Britain’s unemployment rate rose to 5.1 per cent in the fourth quarter of last year, its highest level in about five years as Finance Minister Rishi Sunak pledged more support.
The number of people without jobs in the period from October to December hit 1.74 million, up 454,000 from the same quarter in 2019, the Office for National Statistics said.
Mr Sunak said on Tuesday that he knew how “incredibly tough the past year has been for everyone, and every job lost is a personal tragedy”.
“At the budget next week I will set out the next stage of our Plan for Jobs, and the support we will provide through the remainder of the pandemic and our recovery,” he said.
Britain's unemployment level has been kept low by the government's Job Retention Scheme, which currently supports about one in five employees.
The furlough programme is Britain's most expensive Covid economic support measure and will cost an estimated £70 billion ($98.27bn) by its scheduled expiry date of April 30.
However, this figure could increase, with Mr Sunak expected to extend the programme until the summer when he delivers his budget on March 3 – at least for those sectors hit hardest by the crisis.
“The Job Retention Scheme continues to support people in work and limit the impact of coronavirus on the labour market. Employers will now be looking to the Chancellor to extend furlough, securing people’s jobs and livelihoods,” said Matthew Percival, director of people and skills at the Confederation of British Industry.
Figures based on tax data show the number of employees on business payrolls fell by 726,000 since February 2020 – equal to about 2 per cent of the workforce – with 425,000 of those job losses suffered by people under 25.
They show a large decrease in employment for people aged 16 to 24 years over the last year.
Ian Warwick, managing partner at Deepbridge Capital, said the unemployment data “does not reflect the full economic picture for the UK as the government furlough scheme continues to protect those businesses most affected by the pandemic”.
However, the ONS said there were “tentative early signs” that the labour market is stabilising, thanks to a slight increase in the number of employees paid through payroll over the past couple of months.
The number of employees on company payrolls in January rose by 83,000 from December, the second consecutive monthly increase and the biggest since January 2015.
“Our survey shows that the unemployment rate has had the biggest annual rise since the financial crisis,” ONS statistician Jonathan Athow said.

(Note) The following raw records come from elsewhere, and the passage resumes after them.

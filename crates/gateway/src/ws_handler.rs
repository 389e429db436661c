//! Overlay WebSocket upgrade handler (§4.3). Grounded on the teacher's
//! `ws_upgrade_handler`/`handle_connection` pair: accept the upgrade,
//! register the connection, run a write loop draining the fan-out channel
//! onto the socket until the peer disconnects.

use axum::extract::ws::{CloseFrame, Message, WebSocket, WebSocketUpgrade};
use axum::extract::State;
use axum::response::{IntoResponse, Response};
use axum_extra::extract::Query;
use futures::StreamExt;
use serde::Deserialize;
use tracing::{debug, warn};

use crate::server::AppState;

#[derive(Debug, Deserialize)]
pub struct OverlayQuery {
    pub channel: Option<String>,
    pub token: Option<String>,
}

pub async fn overlay_ws_handler(
    ws: WebSocketUpgrade,
    Query(query): Query<OverlayQuery>,
    State(state): State<AppState>,
) -> Response {
    let channel = query.channel.filter(|c| !c.is_empty());

    let authenticated = match (&channel, &query.token) {
        (Some(channel), Some(token)) => {
            let now = ttsrelay_common::time::now_secs();
            crate::admin_token::verify_overlay_token(token, channel, &state.admin_secret, now).is_ok()
        }
        _ => false,
    };

    ws.on_upgrade(move |socket| handle_overlay_connection(socket, state, channel, authenticated))
}

async fn handle_overlay_connection(
    socket: WebSocket,
    state: AppState,
    channel: Option<String>,
    authenticated: bool,
) {
    let Some(channel) = channel else {
        close_with_policy_violation(socket).await;
        return;
    };
    let (mut sink, mut stream) = socket.split();
    let (id, mut rx) = state.fanout.register(&channel);
    debug!(%channel, %authenticated, connection = %id, "overlay client registered");

    let registered = ttsrelay_protocol::OverlayFrame::registered(channel.clone());
    if send_frame(&mut sink, &registered).await.is_err() {
        state.fanout.unregister(&channel, id);
        return;
    }

    loop {
        tokio::select! {
            frame = rx.recv() => {
                match frame {
                    Some(frame) => {
                        if send_frame(&mut sink, &frame).await.is_err() {
                            break;
                        }
                    }
                    None => break,
                }
            }
            incoming = stream.next() => {
                match incoming {
                    Some(Ok(Message::Close(_))) | None => break,
                    Some(Ok(_)) => continue,
                    Some(Err(err)) => {
                        warn!(%channel, connection = %id, error = %err, "overlay socket error");
                        break;
                    }
                }
            }
        }
    }

    state.fanout.unregister(&channel, id);
    debug!(%channel, connection = %id, "overlay client unregistered");
}

async fn send_frame(
    sink: &mut futures::stream::SplitSink<WebSocket, Message>,
    frame: &ttsrelay_protocol::OverlayFrame,
) -> Result<(), axum::Error> {
    use futures::SinkExt;
    sink.send(Message::Text(frame.to_json().into())).await
}

/// WebSocket close code 1008, "Policy Violation" (RFC 6455 §7.4.1).
const WS_CLOSE_POLICY_VIOLATION: u16 = 1008;

async fn close_with_policy_violation(mut socket: WebSocket) {
    use futures::SinkExt;
    let _ = socket
        .send(Message::Close(Some(CloseFrame {
            code: WS_CLOSE_POLICY_VIOLATION,
            reason: "missing channel".into(),
        })))
        .await;
}

#[cfg(test)]
mod tests {
    use super::*;

    #[test]
    fn empty_channel_is_treated_as_missing() {
        let query = OverlayQuery { channel: Some(String::new()), token: None };
        assert!(query.channel.filter(|c| !c.is_empty()).is_none());
    }
}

“However, the proportion of people who are neither working nor looking for work has stabilised after rising sharply at the start of the pandemic, with many people who lost their jobs early on having now started looking for work.”
The Bank of England has predicted that the unemployment rate will jump to about 8 per cent in the middle of this year when the furlough programme ends.
However, Prime Minister Boris Johnson's four-step roadmap to exit lockdown will influence how fast Treasury subsidies are withdrawn.
Thomas Pugh, UK economist at Capital Economics, expects the unemployment level to peak at 6.5 per cent by the end of the year.
“But if the government follows the road map that it laid out on Monday and eliminates most Covid-19 restrictions by June, then the jobless rate may be back at its pre-pandemic level of 4 per cent in 2023,” said Mr Pugh.
Meanwhile, wage growth was at its strongest since 2008, with total pay including bonuses up by 4.7 per cent in the fourth quarter compared with the same period in 2019.
The increase is distorted because figures reflect in part the job losses among lower-paid positions in areas such as hospitality.
The ONS said that were this taken into account, pay growth would likely be below 3 per cent.